The Alden-owned MediaNews Group has drastically cut costs at newspapers it manages. In 2018, staff members at The Denver Post, a MediaNews Group daily, openly rebelled, publishing a special section filled with articles critical of ownership. “If Alden isn’t willing to do good journalism here,” The Post’s editorial board wrote in the lead editorial, “it should sell The Post to owners who will.”
Alden owns 32 percent of Tribune Publishing, the chain that operates The Chicago Tribune, The Baltimore Sun and newspapers in nine other major metropolitan areas in the United States. Last week the hedge fund increased its influence on Tribune Publishing when it gained a third seat on its seven-member board. Alden also has an interest in another newspaper chain, Lee Enterprises, and its MediaNews Group controls roughly 200 publications.

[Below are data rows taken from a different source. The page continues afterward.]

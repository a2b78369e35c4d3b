use super::{ApiError, AppState};
use axum::{
    extract::{
        Path, State, WebSocketUpgrade,
        ws::{Message, WebSocket},
    },
    response::IntoResponse,
};
use futures_util::{SinkExt, stream::StreamExt};
use heads_up_core::{ClientMessage, ConnectionId, ErrorKind, GameError, GameId, ServerEvent, execute_player_action};
use tracing::{debug, info};
use uuid::Uuid;

/// 处理 WebSocket 连接请求，游戏不存在时直接返回 404，不升级连接
pub async fn websocket_handler(
    ws: WebSocketUpgrade,
    Path(game_id): Path<GameId>,
    State(state): State<AppState>,
) -> Result<impl IntoResponse, ApiError> {
    if !state.games.contains(game_id) {
        return Err(GameError::GameNotFound(game_id).into());
    }
    Ok(ws.on_upgrade(move |socket| handle_socket(socket, state, game_id)))
}

/// 处理单个 WebSocket 连接的生命周期
///
/// 写方向由一个独立任务负责：转发广播器通道里的消息，并定时发送 keepAlive 和 ping。
/// 读方向在当前任务里处理客户端指令。任意一个方向结束，连接就被取消订阅。
async fn handle_socket(mut socket: WebSocket, state: AppState, game_id: GameId) {
    // 升级期间游戏可能已经被删除
    let subscription = match state.join(game_id, Uuid::new_v4()) {
        Ok(subscription) => subscription,
        Err(e) => {
            debug!(%game_id, "无法加入游戏: {}", e);
            let _ = socket.close().await;
            return;
        }
    };
    let connection_id = subscription.connection_id;
    let mut outbound = subscription.receiver;
    let (mut sender, mut receiver) = socket.split();

    // 启动一个新任务，专门负责将通道中的消息发送到 WebSocket
    let keepalive = state.config.keepalive;
    let mut writer = tokio::spawn(async move {
        let mut ticker = tokio::time::interval(keepalive);
        // 第一次 tick 立即完成，跳过
        ticker.tick().await;
        loop {
            tokio::select! {
                payload = outbound.recv() => {
                    // 通道关闭说明连接已被取消订阅或被清理
                    let Some(payload) = payload else { break };
                    if sender.send(Message::Text(payload.to_string().into())).await.is_err() {
                        break;
                    }
                }
                _ = ticker.tick() => {
                    let Ok(json) = serde_json::to_string(&ServerEvent::keep_alive()) else { continue };
                    if sender.send(Message::Text(json.into())).await.is_err() {
                        break;
                    }
                    if sender.send(Message::Ping(Default::default())).await.is_err() {
                        break;
                    }
                }
            }
        }
        let _ = sender.close().await;
    });

    // 主循环，处理从客户端接收到的消息
    loop {
        tokio::select! {
            frame = receiver.next() => match frame {
                Some(Ok(Message::Text(text))) => {
                    state.broadcaster.touch(game_id, connection_id);
                    handle_client_message(&state, game_id, connection_id, text.as_str());
                }
                Some(Ok(Message::Close(_))) | Some(Err(_)) | None => break,
                // pong、ping 和二进制消息都算活动
                Some(Ok(_)) => state.broadcaster.touch(game_id, connection_id),
            },
            _ = &mut writer => break,
        }
    }

    // 客户端断开连接，执行清理工作
    state.broadcaster.unsubscribe(game_id, connection_id);
    writer.abort();
    info!(%game_id, %connection_id, "客户端连接关闭");
}

/// 核心消息处理逻辑
///
/// 成功的结果通过正常的广播到达所有订阅者，拒绝原因只发回给发送者。
fn handle_client_message(state: &AppState, game_id: GameId, connection_id: ConnectionId, text: &str) {
    let result = match serde_json::from_str::<ClientMessage>(text) {
        Ok(ClientMessage::Act(request)) => request
            .into_action()
            .and_then(|action| state.apply(game_id, |game| execute_player_action(game, request.player_id, action))),
        Ok(ClientMessage::Deal) => state.deal(game_id),
        Ok(ClientMessage::NextHand) => state.next_hand(game_id),
        Err(e) => {
            debug!(%game_id, %connection_id, "解析消息失败: {}", e);
            let event = ServerEvent::error(ErrorKind::Validation, format!("无法解析消息: {e}"));
            state.broadcaster.send_to(game_id, connection_id, &event);
            return;
        }
    };

    if let Err(e) = result {
        state.broadcaster.send_to(game_id, connection_id, &ServerEvent::from(&e));
    }
}
use futures_util::{SinkExt, StreamExt};
use std::io::Write;
use tokio::io::{AsyncBufReadExt, BufReader};
use tokio_tungstenite::{connect_async, tungstenite::protocol::Message};
use url::Url;

use heads_up_core::{ActionRequest, ClientMessage, GameId, PlayerId, ServerEvent};

const USAGE: &str = "用法: heads_up_client <游戏ID> <玩家ID> [服务器地址，默认 127.0.0.1:25917]";

/// 一行用户输入解析出来的结果
#[derive(Debug, PartialEq, Eq)]
enum Command {
    Send(ClientMessage),
    Exit,
}

fn parse_command(line: &str, player_id: PlayerId) -> Result<Command, String> {
    let parts: Vec<&str> = line.split_whitespace().collect();
    let act = |action: &str, amount: Option<u32>| {
        Command::Send(ClientMessage::Act(ActionRequest { player_id, action: action.to_string(), amount }))
    };

    match parts.as_slice() {
        ["deal"] => Ok(Command::Send(ClientMessage::Deal)),
        ["next"] => Ok(Command::Send(ClientMessage::NextHand)),
        ["fold"] => Ok(act("fold", None)),
        // 无需跟注时跟注就是过牌
        ["call"] | ["check"] => Ok(act("call", None)),
        ["raise", amount] => amount
            .parse()
            .map(|amount| act("raise", Some(amount)))
            .map_err(|_| format!("无效的金额: {amount}")),
        ["raise"] => Err("用法: raise <加注后的总额>".to_string()),
        ["exit"] | ["quit"] => Ok(Command::Exit),
        _ => Err(format!("未知命令: {}", line.trim())),
    }
}

fn print_event(event: &ServerEvent) {
    match event {
        ServerEvent::KeepAlive { .. } => return,
        ServerEvent::Error { kind, reason, .. } => println!("\n<-- [错误 {kind}]: {reason}\n"),
        other => println!("\n<-- [服务器消息]:\n{:#?}\n", other),
    }
    print!("> "); // 重新显示输入提示符
    let _ = std::io::stdout().flush();
}

#[tokio::main]
async fn main() -> Result<(), Box<dyn std::error::Error>> {
    let args: Vec<String> = std::env::args().skip(1).collect();
    let (Some(game_id), Some(player_id)) = (args.first(), args.get(1)) else {
        eprintln!("{USAGE}");
        std::process::exit(2);
    };
    let game_id: GameId = game_id.parse()?;
    let player_id: PlayerId = player_id.parse()?;
    let addr = args.get(2).map_or("127.0.0.1:25917", String::as_str);
    let url = Url::parse(&format!("ws://{addr}/games/{game_id}/ws"))?;

    println!("正在连接到: {}", url);
    let (ws_stream, _) = connect_async(url.as_str()).await?;
    println!("连接成功!");

    let (mut write, mut read) = ws_stream.split();

    // 启动一个任务来处理从服务器接收的消息
    tokio::spawn(async move {
        while let Some(msg) = read.next().await {
            match msg {
                Ok(Message::Text(text)) => match serde_json::from_str::<ServerEvent>(text.as_str()) {
                    Ok(event) => print_event(&event),
                    Err(e) => eprintln!("解析服务器消息失败: {}", e),
                },
                Ok(Message::Close(_)) => {
                    println!("\n服务器关闭了连接");
                    break;
                }
                Ok(_) => {}
                Err(e) => {
                    eprintln!("接收消息时出错: {}", e);
                    break;
                }
            }
        }
    });

    // 主任务处理用户输入
    let mut stdin = BufReader::new(tokio::io::stdin()).lines();

    println!("--- 单挑德州扑克客户端 ---");
    println!("玩家: {}", player_id);
    println!("可用命令:");
    println!("  deal                      - 发第一手牌");
    println!("  next                      - 开始下一手");
    println!("  fold                      - 弃牌");
    println!("  call / check              - 跟注或过牌");
    println!("  raise <金额>              - 加注到指定总额");
    println!("  exit                      - 退出");

    loop {
        print!("> ");
        std::io::stdout().flush()?;

        let Some(line) = stdin.next_line().await? else { break };
        if line.trim().is_empty() {
            continue;
        }

        match parse_command(&line, player_id) {
            Ok(Command::Send(msg)) => {
                let payload = serde_json::to_string(&msg)?;
                write.send(Message::Text(payload.into())).await?;
            }
            Ok(Command::Exit) => break,
            Err(message) => println!("{message}"),
        }
    }

    println!("正在断开连接...");
    let _ = write.send(Message::Close(None)).await;
    Ok(())
}

#[cfg(test)]
mod tests {
    use super::*;
    use uuid::Uuid;

    #[test]
    fn test_parse_commands() {
        let me = Uuid::new_v4();
        assert_eq!(parse_command("deal", me), Ok(Command::Send(ClientMessage::Deal)));
        assert_eq!(parse_command(" next ", me), Ok(Command::Send(ClientMessage::NextHand)));
        assert_eq!(parse_command("exit", me), Ok(Command::Exit));
        assert_eq!(
            parse_command("raise 80", me),
            Ok(Command::Send(ClientMessage::Act(ActionRequest {
                player_id: me,
                action: "raise".to_string(),
                amount: Some(80),
            })))
        );
        assert_eq!(
            parse_command("check", me),
            parse_command("call", me)
        );
        assert!(parse_command("raise lots", me).is_err());
        assert!(parse_command("raise", me).is_err());
        assert!(parse_command("shove", me).is_err());
    }
}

From 2004 to 2019, roughly half of all newspaper jobs in the United States were eliminated as the cumulative weekday circulation of print papers fell to 73 million from 122 million, according to a University of North Carolina study.
At the same time, advertising revenue fell sharply as readers gave up print newspapers, a longtime home of lucrative retail ads and classified notices, in favor of digital devices. Google and Facebook came to dominate the online ad market, hampering publishers’ attempts to generate the necessary revenue from digital ads.
Wall Street ownership of newspapers has become common, and Alden helped drive that trend since the Great Recession, when it started grabbing stakes in distressed news media companies.
Alden’s emergency motion was first reported by McClatchy DC, a news site staffed by McClatchy journalists in Washington.